The Supreme Court on Tuesday directed that restoration of children from children homes to parents/guardians only after individual assessment under Section 40(3) of the Juvenile Justice Act 2015.
As per Section 40(3), suitability and fitness of the parents/guardians have to be ascertained by the Child Welfare Committee before restoring children to them.
A Bench headed by Justice L. Nageswara Rao recorded Solicitor-General Tushar Mehta's submission that the directions issued by the National Commission for Protection of Child Rights for general restoration of children had been set aside by the Order of the Joint Secretary to the Government of India. In today's hearing, the SG informed the Court that the Affidavit wherein it was stated that the recommendations of the NCPCR was intended to check the conditions of individual children and that the same was not mandatory. "The children must be produced before the Child Welfare Committee to explore further welfare needs. They will not be sent without assessment. It's not an en masse repatriation. The earlier stand was that the children could not be permanently housed in the homes", stated the SG. Justice Rao then noted that the only apprehension the Court had was that there was a general direction pertaining to all children being sent home. "Now that you've clarified this issue in clear terms that the Commission will follow Section 40(3) scrupulously, then we can close this issue", said Justice Rao. Accordingly, the Bench passed an Order that in view of the submissions made by the Solicitor-General, the repatriation of children shall be made after following the provisions of the JJ Act. In the previous hearing, Justice Rao had observed that a general direction could not be given as there were multiple aspects which had to be addressed, for instance, seeking permission of the parents, checking on education, health etc. The NCPCR on September 24 issued letters to the district authorities in eight states, setting off a process to restore children lodged in Children Care Institutions back to their families after a review by the Child Welfare Committees.
Many civil society organisations had called for the withdrawal of the letter and had stated that it was against the purpose, principles and spirit of the Juvenile Justice (Care and Protection of Children) Act, 2015.
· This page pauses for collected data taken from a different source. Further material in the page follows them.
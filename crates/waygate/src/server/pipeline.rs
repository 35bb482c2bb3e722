//! The tool-call pipeline: policy enforcement around the backend call.
//!
//! Every tool handler closure routes through [`ToolPipeline::execute`].
//! With DIFC off only the backend call runs. With DIFC on the order is
//! strict: label the resource, check policy, call the backend, label the
//! response, filter collections, accumulate labels for reads. No backend
//! call happens before the policy check passes.

use std::sync::Arc;

use serde_json::{Value, json};
use tracing::debug;
use waygate_protocol::types::methods;

use crate::connection::Launcher;
use crate::difc::{BackendCaller, GuardRegistry, LabeledData, PolicyMonitor};
use crate::error::{GatewayError, GatewayResult};
use crate::registry::{ToolCall, ToolHandler};

/// Shared state behind every tool handler closure.
pub struct ToolPipeline {
    launcher: Arc<Launcher>,
    guards: Arc<GuardRegistry>,
    monitor: Arc<PolicyMonitor>,
    difc_enabled: bool,
}

impl ToolPipeline {
    /// Wire the pipeline.
    pub fn new(
        launcher: Arc<Launcher>,
        guards: Arc<GuardRegistry>,
        monitor: Arc<PolicyMonitor>,
        difc_enabled: bool,
    ) -> Self {
        Self {
            launcher,
            guards,
            monitor,
            difc_enabled,
        }
    }

    /// The launcher backing this pipeline.
    pub fn launcher(&self) -> &Arc<Launcher> {
        &self.launcher
    }

    /// The policy monitor backing this pipeline.
    pub fn monitor(&self) -> &Arc<PolicyMonitor> {
        &self.monitor
    }

    /// Build the handler closure for one `(backend, original-name)` pair.
    pub fn handler_for(self: &Arc<Self>, backend_id: &str, original_name: &str) -> ToolHandler {
        let pipeline = Arc::clone(self);
        let backend_id = backend_id.to_string();
        let original_name = original_name.to_string();
        Arc::new(move |call: ToolCall| {
            let pipeline = Arc::clone(&pipeline);
            let backend_id = backend_id.clone();
            let original_name = original_name.clone();
            Box::pin(async move { pipeline.execute(&backend_id, &original_name, call).await })
        })
    }

    /// Run one tool invocation through the pipeline.
    ///
    /// # Errors
    ///
    /// Propagates policy denials, guard failures, and backend errors; the
    /// caller converts them into JSON-RPC error responses.
    pub async fn execute(
        &self,
        backend_id: &str,
        tool_name: &str,
        call: ToolCall,
    ) -> GatewayResult<Value> {
        if !self.difc_enabled {
            return self.call_backend(backend_id, tool_name, &call).await;
        }

        // Agent resolution: the session id is the agent identity.
        let agent_id = call
            .client_id
            .clone()
            .ok_or(GatewayError::SessionNotInitialized)?;

        let guard = self.guards.guard_for(backend_id);
        let caller = BackendCaller::new(Arc::clone(&self.launcher), backend_id);

        // Pre-call labeling, then the coarse policy check. Denial
        // short-circuits before any backend traffic for this tool.
        let resource = guard
            .label_resource(tool_name, call.arguments.as_ref(), &caller)
            .await?;
        self.monitor.check(&agent_id, &resource)?;

        let result = self.call_backend(backend_id, tool_name, &call).await?;

        // Post-call labeling and fine-grained filtering.
        let labeled = guard.label_response(tool_name, &result, &caller).await?;
        let accumulate = resource.operation.reads();
        let result = match labeled {
            None => {
                if accumulate {
                    self.monitor
                        .absorb(&agent_id, &resource.secrecy, &resource.integrity);
                }
                result
            }
            Some(LabeledData::Single(item)) => {
                if accumulate {
                    self.monitor.absorb(&agent_id, &item.secrecy, &item.integrity);
                }
                result
            }
            Some(LabeledData::Collection(collection)) => {
                let outcome =
                    self.monitor
                        .filter_collection(&agent_id, &collection, accumulate);
                debug!(
                    backend = backend_id,
                    tool = tool_name,
                    accessible = outcome.accessible,
                    filtered = outcome.filtered,
                    "tool result filtered"
                );
                rebuild_filtered_result(&result, outcome.kept)
            }
        };

        Ok(result)
    }

    /// Forward the `tools/call` to the backend connection, with the client
    /// session attached for remote-http transports.
    async fn call_backend(
        &self,
        backend_id: &str,
        tool_name: &str,
        call: &ToolCall,
    ) -> GatewayResult<Value> {
        let connection = self.launcher.get_or_launch(backend_id).await?;
        let mut params = json!({ "name": tool_name });
        if let Some(arguments) = &call.arguments {
            params["arguments"] = Value::Object(arguments.clone());
        }
        connection
            .send_request_with_session(methods::TOOLS_CALL, Some(params), call.client_id.as_deref())
            .await
    }
}
//! waygate: an MCP protocol gateway
//!
//! MCP clients connect to the gateway over HTTP; the gateway fans requests
//! out to a configurable set of backend MCP servers reached over a
//! child-process stdio transport or a remote HTTP transport. It aggregates
//! the tool catalogs of all backends, multiplexes JSON-RPC requests across
//! them, and optionally interposes an information-flow control (DIFC)
//! policy layer on every tool invocation.
//!
//! # Quick Start
//!
//! ```bash
//! # Aggregate two backends behind one endpoint
//! waygate --config gateway.json --bind 127.0.0.1:8080
//! ```
//!
//! with `gateway.json`:
//!
//! ```json
//! {
//!   "servers": {
//!     "files": {"type": "stdio", "command": "python", "args": ["files_server.py"]},
//!     "github": {"type": "http", "url": "https://api.example.com/mcp"}
//!   }
//! }
//! ```
//!
//! # Architecture
//!
//! ```text
//! client ── POST /mcp ──► auth ──► unified server ──► DIFC pipeline ──► backend
//!        ── POST /mcp/<backend> ──► routed subserver ──┘        (child process
//!                                                                or remote HTTP)
//! ```
//!
//! Two exposure modes share one tool registry and one set of backend
//! connections:
//!
//! - **Unified** (`/mcp`): tool names carry a `<backend>___` prefix.
//! - **Routed** (`/mcp/<backend>`): per-backend endpoints with original
//!   tool names, one cached subserver per `(backend, session)` pair.

#![warn(missing_docs)]
#![warn(clippy::all)]

pub mod config;
pub mod connection;
pub mod difc;
pub mod error;
pub mod http;
pub mod registry;
pub mod schema;
pub mod server;
pub mod session;
pub mod shutdown;

pub use config::{BackendSpec, GatewayConfig};
pub use error::{GatewayError, GatewayResult};
pub use server::GatewayServer;

/// Crate version, reported by `/health` as `gatewayVersion`.
pub const VERSION: &str = env!("CARGO_PKG_VERSION");
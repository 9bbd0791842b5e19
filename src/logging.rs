//! Logging System
//!
//! Structured logging using the `tracing` crate. The filter sits behind a
//! reload layer so the level can be changed while the service runs; the
//! returned [`LogHandle`] is what components receive instead of a global.

use crate::error::ServiceError;
use parking_lot::RwLock;
use serde::{Deserialize, Serialize};
use std::collections::HashMap;
use std::path::PathBuf;
use std::sync::Arc;
use tracing_subscriber::fmt::time::ChronoUtc;
use tracing_subscriber::fmt::writer::BoxMakeWriter;
use tracing_subscriber::layer::Layered;
use tracing_subscriber::{
    fmt, layer::SubscriberExt, reload, util::SubscriberInitExt, EnvFilter, Layer, Registry,
};

type FilteredRegistry = Layered<reload::Layer<EnvFilter, Registry>, Registry>;

/// Logging configuration
#[derive(Debug, Clone, Serialize, Deserialize)]
pub struct LoggingConfig {
    /// Disable all log output when false
    #[serde(default = "default_true")]
    pub enabled: bool,

    /// Log level: trace, debug, info, warn (or warning), error, off
    #[serde(default = "default_log_level")]
    pub level: String,

    /// Output format: json, text
    #[serde(default = "default_format")]
    pub format: String,

    /// Output destination: stdout, stderr, file
    #[serde(default = "default_output")]
    pub output: String,

    /// Log file path (when output is "file")
    #[serde(default)]
    pub file: Option<PathBuf>,

    /// Enable colored output (text format, terminal destinations only)
    #[serde(default = "default_true")]
    pub color: bool,

    /// Module-specific log levels
    #[serde(default)]
    pub modules: HashMap<String, String>,
}

fn default_log_level() -> String {
    "info".to_string()
}

fn default_format() -> String {
    "text".to_string()
}

fn default_output() -> String {
    "stderr".to_string()
}

fn default_true() -> bool {
    true
}

impl Default for LoggingConfig {
    fn default() -> Self {
        Self {
            enabled: true,
            level: default_log_level(),
            format: default_format(),
            output: default_output(),
            file: None,
            color: true,
            modules: HashMap::new(),
        }
    }
}

/// Runtime handle to the active log filter.
///
/// Cloned into the service so callers can change verbosity without touching
/// process-wide state directly.
#[derive(Clone)]
pub struct LogHandle {
    reload: Option<reload::Handle<EnvFilter, Registry>>,
    level: Arc<RwLock<String>>,
}

impl LogHandle {
    /// A handle not attached to any subscriber. Level changes are validated
    /// and recorded only.
    pub fn detached(level: &str) -> Self {
        Self {
            reload: None,
            level: Arc::new(RwLock::new(normalize_level(level))),
        }
    }

    /// Current level directive.
    pub fn level(&self) -> String {
        self.level.read().clone()
    }

    /// Replace the active filter with `level`.
    pub fn set_level(&self, level: &str) -> Result<String, ServiceError> {
        let normalized = normalize_level(level);
        let filter = EnvFilter::try_new(&normalized).map_err(|e| {
            ServiceError::ConfigError(format!("Invalid log level '{}': {}", level, e))
        })?;
        if let Some(handle) = &self.reload {
            handle
                .reload(filter)
                .map_err(|e| ServiceError::ConfigError(format!("Failed to reload log filter: {}", e)))?;
        }
        *self.level.write() = normalized.clone();
        Ok(normalized)
    }
}

/// Initialize the logging system and return the handle for runtime changes.
///
/// Priority order (highest to lowest):
/// 1. Environment variables (RECOVERD_LOG, RECOVERD_LOG_FORMAT, RECOVERD_LOG_OUTPUT)
/// 2. The supplied configuration (CLI flags already merged in)
/// 3. Defaults
pub fn init_logging(config: Option<&LoggingConfig>) -> Result<LogHandle, ServiceError> {
    let (filter, level) = build_env_filter(config)?;
    let format = determine_format(config)?;
    let output = determine_output(config)?;
    let use_color = config.map(|c| c.color).unwrap_or(true);

    let (filter_layer, reload_handle) = reload::Layer::new(filter);

    let writer = match output {
        Output::Stdout => BoxMakeWriter::new(std::io::stdout),
        Output::Stderr => BoxMakeWriter::new(std::io::stderr),
        Output::File => {
            let log_file = config
                .and_then(|c| c.file.clone())
                .unwrap_or_else(|| PathBuf::from("recoverd.log"));
            if let Some(parent) = log_file.parent() {
                if !parent.as_os_str().is_empty() {
                    std::fs::create_dir_all(parent).map_err(|e| {
                        ServiceError::ConfigError(format!("Failed to create log directory: {}", e))
                    })?;
                }
            }
            let file = std::fs::OpenOptions::new()
                .create(true)
                .append(true)
                .open(&log_file)
                .map_err(|e| {
                    ServiceError::ConfigError(format!(
                        "Failed to open log file {:?}: {}",
                        log_file, e
                    ))
                })?;
            BoxMakeWriter::new(std::sync::Mutex::new(file))
        }
    };

    let fmt_layer: Box<dyn Layer<FilteredRegistry> + Send + Sync> = if format == "json" {
        fmt::layer()
            .json()
            .with_target(true)
            .with_timer(ChronoUtc::rfc_3339())
            .with_writer(writer)
            .boxed()
    } else {
        fmt::layer()
            .with_target(true)
            .with_timer(ChronoUtc::rfc_3339())
            .with_ansi(use_color && output != Output::File)
            .with_writer(writer)
            .boxed()
    };

    Registry::default()
        .with(filter_layer)
        .with(fmt_layer)
        .try_init()
        .map_err(|e| ServiceError::ConfigError(format!("Failed to install logger: {}", e)))?;

    Ok(LogHandle {
        reload: Some(reload_handle),
        level: Arc::new(RwLock::new(level)),
    })
}

/// Map accepted level spellings onto `tracing` directives.
pub fn normalize_level(level: &str) -> String {
    match level.trim().to_ascii_lowercase().as_str() {
        "warning" => "warn".to_string(),
        other => other.to_string(),
    }
}

/// Build the filter from environment or config. Returns the filter and the
/// directive string it was built from.
fn build_env_filter(config: Option<&LoggingConfig>) -> Result<(EnvFilter, String), ServiceError> {
    if let Ok(directive) = std::env::var("RECOVERD_LOG") {
        if let Ok(filter) = EnvFilter::try_new(&directive) {
            return Ok((filter, directive));
        }
    }

    if config.map(|c| !c.enabled).unwrap_or(false) {
        return Ok((EnvFilter::new("off"), "off".to_string()));
    }

    let level = normalize_level(config.map(|c| c.level.as_str()).unwrap_or("info"));
    let mut filter = EnvFilter::try_new(&level)
        .map_err(|e| ServiceError::ConfigError(format!("Invalid log level '{}': {}", level, e)))?;

    if let Some(config) = config {
        for (module, module_level) in &config.modules {
            let directive = format!("{}={}", module, normalize_level(module_level));
            filter = filter.add_directive(
                directive
                    .parse()
                    .map_err(|e| ServiceError::ConfigError(format!("Invalid log directive: {}", e)))?,
            );
        }
    }

    Ok((filter, level))
}

fn determine_format(config: Option<&LoggingConfig>) -> Result<String, ServiceError> {
    if let Ok(format) = std::env::var("RECOVERD_LOG_FORMAT") {
        if format == "json" || format == "text" {
            return Ok(format);
        }
    }

    let format = config.map(|c| c.format.as_str()).unwrap_or("text");
    if format != "json" && format != "text" {
        return Err(ServiceError::ConfigError(format!(
            "Invalid log format: {} (must be 'json' or 'text')",
            format
        )));
    }
    Ok(format.to_string())
}

#[derive(Debug, Clone, Copy, PartialEq, Eq)]
enum Output {
    Stdout,
    Stderr,
    File,
}

fn determine_output(config: Option<&LoggingConfig>) -> Result<Output, ServiceError> {
    if let Ok(output) = std::env::var("RECOVERD_LOG_OUTPUT") {
        return parse_output(&output);
    }
    parse_output(config.map(|c| c.output.as_str()).unwrap_or("stderr"))
}

fn parse_output(output: &str) -> Result<Output, ServiceError> {
    match output {
        "stdout" => Ok(Output::Stdout),
        "stderr" => Ok(Output::Stderr),
        "file" => Ok(Output::File),
        _ => Err(ServiceError::ConfigError(format!(
            "Invalid log output: {} (must be 'stdout', 'stderr', or 'file')",
            output
        ))),
    }
}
On April 2, a Division Bench comprising of Justices L. Nageswara Rao and Deepak Gupta had taken suo moto cognizance of conditions of children protection homes across the country in wake of the COVID-19 pandemic. Directions had been issued to State Governments and various other authorities to protect them.
The Court had also issued detailed directions to Child Welfare Committees, Juvenile Justice Boards and Children Courts, CCIs and the State Governments to prevent the spread of the virus amongst children.